> _GOAL OF THE EXERCISE_: Filter this material down to the lines that contain the string "WriteDescriptorSet", and return those lines.
----
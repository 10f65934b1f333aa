pub mod buffer;
pub mod image;
pub mod image_view;
pub mod sampler;
pub mod shader;
use std::rc::Rc;

use ash::vk;

use crate::{
    cache::layout_cache::{GfxDescriptorSetLayoutCache, GfxDescriptorSetLayoutDesc},
    foundation::{debug_messenger::DebugType, device::GfxDevice},
    gfx::Gfx,
};

/// 将 descriptor set layout 的 bindings 抽象为一个 trait，通过类型系统来保证 bindings 的正确性
///
/// bindings 以结构化描述给出，因此同构的 layout 会经由 layout cache 得到同一个 handle
pub trait DescriptorBindings {
    fn layout_desc() -> GfxDescriptorSetLayoutDesc;
}

/// 类型化的 descriptor set layout
///
/// 注：为什么要使用 <T>
/// 这样每种 bindings struct 都对应一个独立的 layout 类型，绑定错 set 会在编译期暴露
pub struct GfxDescriptorSetLayout<T>
where
    T: DescriptorBindings,
{
    layout: vk::DescriptorSetLayout,
    phantom_data: std::marker::PhantomData<T>,
}

impl<T> GfxDescriptorSetLayout<T>
where
    T: DescriptorBindings,
{
    /// layout 实际来自 cache：同构的 T 共享同一个 vk handle
    pub fn new(layout_cache: &GfxDescriptorSetLayoutCache) -> Self {
        Self {
            layout: layout_cache.get_or_create(&T::layout_desc()),
            phantom_data: std::marker::PhantomData,
        }
    }

    #[inline]
    pub fn handle(&self) -> vk::DescriptorSetLayout {
        self.layout
    }
}

pub enum GfxDescriptorUpdateInfo {
    Image(vk::DescriptorImageInfo),
    Buffer(vk::DescriptorBufferInfo),
}

pub struct GfxDescriptorSet<T>
where
    T: DescriptorBindings,
{
    descriptor_set: vk::DescriptorSet,

    device: Rc<GfxDevice>,
    phantom_data: std::marker::PhantomData<T>,
}

impl<T> DebugType for GfxDescriptorSet<T>
where
    T: DescriptorBindings,
{
    fn debug_type_name() -> &'static str {
        "GfxDescriptorSet"
    }
    fn vk_handle(&self) -> impl vk::Handle {
        self.descriptor_set
    }
}

impl<T> GfxDescriptorSet<T>
where
    T: DescriptorBindings,
{
    pub fn new(gfx: &Gfx, pool: &GfxDescriptorPool, layout: &GfxDescriptorSetLayout<T>, debug_name: &str) -> Self {
        let layouts = [layout.handle()];
        let alloc_info = vk::DescriptorSetAllocateInfo::default() //
            .descriptor_pool(pool.handle())
            .set_layouts(&layouts);

        let descriptor_set = unsafe { gfx.device.allocate_descriptor_sets(&alloc_info).unwrap()[0] };

        let set = Self {
            descriptor_set,
            device: gfx.device.clone(),
            phantom_data: std::marker::PhantomData,
        };
        gfx.device.set_debug_name(&set, debug_name);
        set
    }

    #[inline]
    pub fn handle(&self) -> vk::DescriptorSet {
        self.descriptor_set
    }

    /// 按 (binding, array element, info) 批量写 descriptor
    pub fn write(&self, writes: &[(u32, u32, GfxDescriptorUpdateInfo)]) {
        // 先把 info 收进数组：vk write 持有的是指向它们的指针，
        // 构建 write 期间数组不能再增长
        let (image_infos, buffer_infos) = collect_update_infos(writes);
        let vk_writes = build_vk_writes(self.descriptor_set, &T::layout_desc(), writes, &image_infos, &buffer_infos);

        unsafe {
            self.device.update_descriptor_sets(&vk_writes, &[]);
        }
    }
}

/// 按 info 的种类分别收集成定长数组，供 vk write 按序取用
fn collect_update_infos(
    writes: &[(u32, u32, GfxDescriptorUpdateInfo)],
) -> (Vec<[vk::DescriptorImageInfo; 1]>, Vec<[vk::DescriptorBufferInfo; 1]>) {
    let image_infos = writes
        .iter()
        .filter_map(|(_, _, info)| match info {
            GfxDescriptorUpdateInfo::Image(image_info) => Some([*image_info]),
            GfxDescriptorUpdateInfo::Buffer(_) => None,
        })
        .collect();
    let buffer_infos = writes
        .iter()
        .filter_map(|(_, _, info)| match info {
            GfxDescriptorUpdateInfo::Buffer(buffer_info) => Some([*buffer_info]),
            GfxDescriptorUpdateInfo::Image(_) => None,
        })
        .collect();
    (image_infos, buffer_infos)
}

/// 把结构化的 writes 展开成 vk::WriteDescriptorSet 数组
///
/// image/buffer info 由调用方收集好并保持存活，这里只按序引用，不拷贝
fn build_vk_writes<'a>(
    dst_set: vk::DescriptorSet,
    desc: &GfxDescriptorSetLayoutDesc,
    writes: &[(u32, u32, GfxDescriptorUpdateInfo)],
    image_infos: &'a [[vk::DescriptorImageInfo; 1]],
    buffer_infos: &'a [[vk::DescriptorBufferInfo; 1]],
) -> Vec<vk::WriteDescriptorSet<'a>> {
    let mut image_iter = image_infos.iter();
    let mut buffer_iter = buffer_infos.iter();

    writes
        .iter()
        .map(|(binding, array_element, info)| {
            let binding_desc = desc
                .bindings
                .iter()
                .find(|b| b.binding == *binding)
                .unwrap_or_else(|| panic!("descriptor write to undeclared binding {}", binding));

            let write = vk::WriteDescriptorSet::default()
                .dst_set(dst_set)
                .dst_binding(*binding)
                .dst_array_element(*array_element)
                .descriptor_type(binding_desc.descriptor_type);

            match info {
                GfxDescriptorUpdateInfo::Image(_) => write.image_info(image_iter.next().unwrap()),
                GfxDescriptorUpdateInfo::Buffer(_) => write.buffer_info(buffer_iter.next().unwrap()),
            }
        })
        .collect()
}

pub struct GfxDescriptorPool {
    handle: vk::DescriptorPool,

    device: Rc<GfxDevice>,
}

impl DebugType for GfxDescriptorPool {
    fn debug_type_name() -> &'static str {
        "GfxDescriptorPool"
    }
    fn vk_handle(&self) -> impl vk::Handle {
        self.handle
    }
}

// new & destroy
impl GfxDescriptorPool {
    pub fn new(
        gfx: &Gfx,
        flags: vk::DescriptorPoolCreateFlags,
        max_sets: u32,
        pool_sizes: &[vk::DescriptorPoolSize],
        name: &str,
    ) -> Self {
        let pool_ci = vk::DescriptorPoolCreateInfo::default() //
            .flags(flags)
            .max_sets(max_sets)
            .pool_sizes(pool_sizes);

        let handle = unsafe { gfx.device.create_descriptor_pool(&pool_ci, None).unwrap() };

        let pool = Self { handle, device: gfx.device.clone() };
        gfx.device.set_debug_name(&pool, name);
        pool
    }

    pub fn destroy(self) {
        unsafe {
            self.device.destroy_descriptor_pool(self.handle, None);
        }
    }
}

// getter
impl GfxDescriptorPool {
    #[inline]
    pub fn handle(&self) -> vk::DescriptorPool {
        self.handle
    }
}

#[cfg(test)]
mod tests {
    use super::*;
    use crate::cache::layout_cache::GfxDescriptorBindingDesc;

    fn test_layout_desc() -> GfxDescriptorSetLayoutDesc {
        GfxDescriptorSetLayoutDesc {
            flags: vk::DescriptorSetLayoutCreateFlags::empty(),
            bindings: vec![
                GfxDescriptorBindingDesc {
                    binding: 0,
                    descriptor_type: vk::DescriptorType::UNIFORM_BUFFER,
                    count: 1,
                    stages: vk::ShaderStageFlags::COMPUTE,
                    binding_flags: vk::DescriptorBindingFlags::empty(),
                },
                GfxDescriptorBindingDesc {
                    binding: 1,
                    descriptor_type: vk::DescriptorType::COMBINED_IMAGE_SAMPLER,
                    count: 4,
                    stages: vk::ShaderStageFlags::FRAGMENT,
                    binding_flags: vk::DescriptorBindingFlags::empty(),
                },
            ],
        }
    }

    /// 混合 image/buffer 的批量写：每个 write 都指向自己那份 info，
    /// 且 info 收集完成后地址保持稳定
    #[test]
    fn test_write_infos_stay_pinned() {
        let writes = vec![
            (
                1u32,
                0u32,
                GfxDescriptorUpdateInfo::Image(vk::DescriptorImageInfo::default().image_layout(vk::ImageLayout::GENERAL)),
            ),
            (0, 0, GfxDescriptorUpdateInfo::Buffer(vk::DescriptorBufferInfo::default().range(64))),
            (
                1,
                3,
                GfxDescriptorUpdateInfo::Image(
                    vk::DescriptorImageInfo::default().image_layout(vk::ImageLayout::SHADER_READ_ONLY_OPTIMAL),
                ),
            ),
        ];

        let (image_infos, buffer_infos) = collect_update_infos(&writes);
        assert_eq!(image_infos.len(), 2);
        assert_eq!(buffer_infos.len(), 1);

        let vk_writes = build_vk_writes(vk::DescriptorSet::null(), &test_layout_desc(), &writes, &image_infos, &buffer_infos);
        assert_eq!(vk_writes.len(), 3);

        assert_eq!(vk_writes[0].descriptor_type, vk::DescriptorType::COMBINED_IMAGE_SAMPLER);
        assert_eq!(vk_writes[0].descriptor_count, 1);
        assert_eq!(vk_writes[0].p_image_info, image_infos[0].as_ptr());

        assert_eq!(vk_writes[1].descriptor_type, vk::DescriptorType::UNIFORM_BUFFER);
        assert_eq!(vk_writes[1].p_buffer_info, buffer_infos[0].as_ptr());

        assert_eq!(vk_writes[2].dst_array_element, 3);
        assert_eq!(vk_writes[2].p_image_info, image_infos[1].as_ptr());
    }

    /// 写到未声明的 binding 直接 panic
    #[test]
    #[should_panic(expected = "undeclared binding")]
    fn test_write_undeclared_binding_panics() {
        let writes = vec![(7u32, 0u32, GfxDescriptorUpdateInfo::Buffer(vk::DescriptorBufferInfo::default()))];
        let (image_infos, buffer_infos) = collect_update_infos(&writes);
        build_vk_writes(vk::DescriptorSet::null(), &test_layout_desc(), &writes, &image_infos, &buffer_infos);
    }
}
----
> _RESULT FOR THIS EXERCISE_:
/// 把结构化的 writes 展开成 vk::WriteDescriptorSet 数组
) -> Vec<vk::WriteDescriptorSet<'a>> {
            let write = vk::WriteDescriptorSet::default()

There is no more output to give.